-- Excerpted records follows --

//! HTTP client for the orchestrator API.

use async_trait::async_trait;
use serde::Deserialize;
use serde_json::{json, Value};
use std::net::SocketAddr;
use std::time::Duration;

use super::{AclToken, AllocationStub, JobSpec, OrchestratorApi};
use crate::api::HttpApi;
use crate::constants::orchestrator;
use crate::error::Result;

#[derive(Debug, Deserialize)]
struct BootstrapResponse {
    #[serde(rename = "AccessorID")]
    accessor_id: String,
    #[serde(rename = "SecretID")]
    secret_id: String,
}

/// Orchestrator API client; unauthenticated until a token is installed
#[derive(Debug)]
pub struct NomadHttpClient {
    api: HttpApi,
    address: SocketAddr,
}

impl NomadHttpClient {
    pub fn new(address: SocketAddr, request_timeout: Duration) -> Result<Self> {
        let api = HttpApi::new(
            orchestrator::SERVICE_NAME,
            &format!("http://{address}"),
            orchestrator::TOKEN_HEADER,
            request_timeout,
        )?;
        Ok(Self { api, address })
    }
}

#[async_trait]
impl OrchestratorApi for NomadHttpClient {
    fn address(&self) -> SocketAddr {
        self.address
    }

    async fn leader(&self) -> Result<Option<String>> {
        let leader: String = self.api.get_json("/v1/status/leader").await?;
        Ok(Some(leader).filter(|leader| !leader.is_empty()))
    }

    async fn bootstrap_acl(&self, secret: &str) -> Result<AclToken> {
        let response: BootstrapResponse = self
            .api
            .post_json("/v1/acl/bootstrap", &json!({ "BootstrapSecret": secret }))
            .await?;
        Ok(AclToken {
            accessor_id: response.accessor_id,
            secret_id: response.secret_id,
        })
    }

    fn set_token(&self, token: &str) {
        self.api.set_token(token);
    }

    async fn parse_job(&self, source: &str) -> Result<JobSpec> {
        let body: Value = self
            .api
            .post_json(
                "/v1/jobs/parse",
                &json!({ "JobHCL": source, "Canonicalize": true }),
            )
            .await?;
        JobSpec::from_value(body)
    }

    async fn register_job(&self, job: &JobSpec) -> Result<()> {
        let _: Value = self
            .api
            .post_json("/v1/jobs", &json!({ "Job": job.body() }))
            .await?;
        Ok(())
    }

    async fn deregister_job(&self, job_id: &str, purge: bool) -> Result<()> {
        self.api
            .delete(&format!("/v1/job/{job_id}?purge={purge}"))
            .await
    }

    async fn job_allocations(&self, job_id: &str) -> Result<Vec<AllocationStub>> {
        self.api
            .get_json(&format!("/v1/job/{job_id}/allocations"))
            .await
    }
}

-- Excerpted records concluded --

Repeat each of the records exactly as written.

//! HTTP client for the orchestrator API.

use async_trait::async_trait;
use serde::Deserialize;
use serde_json::{json, Value};
use std::net::SocketAddr;
use std::time::Duration;

use super::{AclToken, AllocationStub, JobSpec, OrchestratorApi};
use crate::api::HttpApi;
use crate::constants::orchestrator;
use crate::error::Result;

#[derive(Debug, Deserialize)]
struct BootstrapResponse {
    #[serde(rename = "AccessorID")]
    accessor_id: String,
    #[serde(rename = "SecretID")]
    secret_id: String,
}

/// Orchestrator API client; unauthenticated until a token is installed
#[derive(Debug)]
pub struct NomadHttpClient {
    api: HttpApi,
    address: SocketAddr,
}

impl NomadHttpClient {
    pub fn new(address: SocketAddr, request_timeout: Duration) -> Result<Self> {
        let api = HttpApi::new(
            orchestrator::SERVICE_NAME,
            &format!("http://{address}"),
            orchestrator::TOKEN_HEADER,
            request_timeout,
        )?;
        Ok(Self { api, address })
    }
}

#[async_trait]
impl OrchestratorApi for NomadHttpClient {
    fn address(&self) -> SocketAddr {
        self.address
    }

    async fn leader(&self) -> Result<Option<String>> {
        let leader: String = self.api.get_json("/v1/status/leader").await?;
        Ok(Some(leader).filter(|leader| !leader.is_empty()))
    }

    async fn bootstrap_acl(&self, secret: &str) -> Result<AclToken> {
        let response: BootstrapResponse = self
            .api
            .post_json("/v1/acl/bootstrap", &json!({ "BootstrapSecret": secret }))
            .await?;
        Ok(AclToken {
            accessor_id: response.accessor_id,
            secret_id: response.secret_id,
        })
    }

    fn set_token(&self, token: &str) {
        self.api.set_token(token);
    }

    async fn parse_job(&self, source: &str) -> Result<JobSpec> {
        let body: Value = self
            .api
            .post_json(
                "/v1/jobs/parse",
                &json!({ "JobHCL": source, "Canonicalize": true }),
            )
            .await?;
        JobSpec::from_value(body)
    }

    async fn register_job(&self, job: &JobSpec) -> Result<()> {
        let _: Value = self
            .api
            .post_json("/v1/jobs", &json!({ "Job": job.body() }))
            .await?;
        Ok(())
    }

    async fn deregister_job(&self, job_id: &str, purge: bool) -> Result<()> {
        self.api
            .delete(&format!("/v1/job/{job_id}?purge={purge}"))
            .await
    }

    async fn job_allocations(&self, job_id: &str) -> Result<Vec<AllocationStub>> {
        self.api
            .get_json(&format!("/v1/job/{job_id}/allocations"))
            .await
    }
}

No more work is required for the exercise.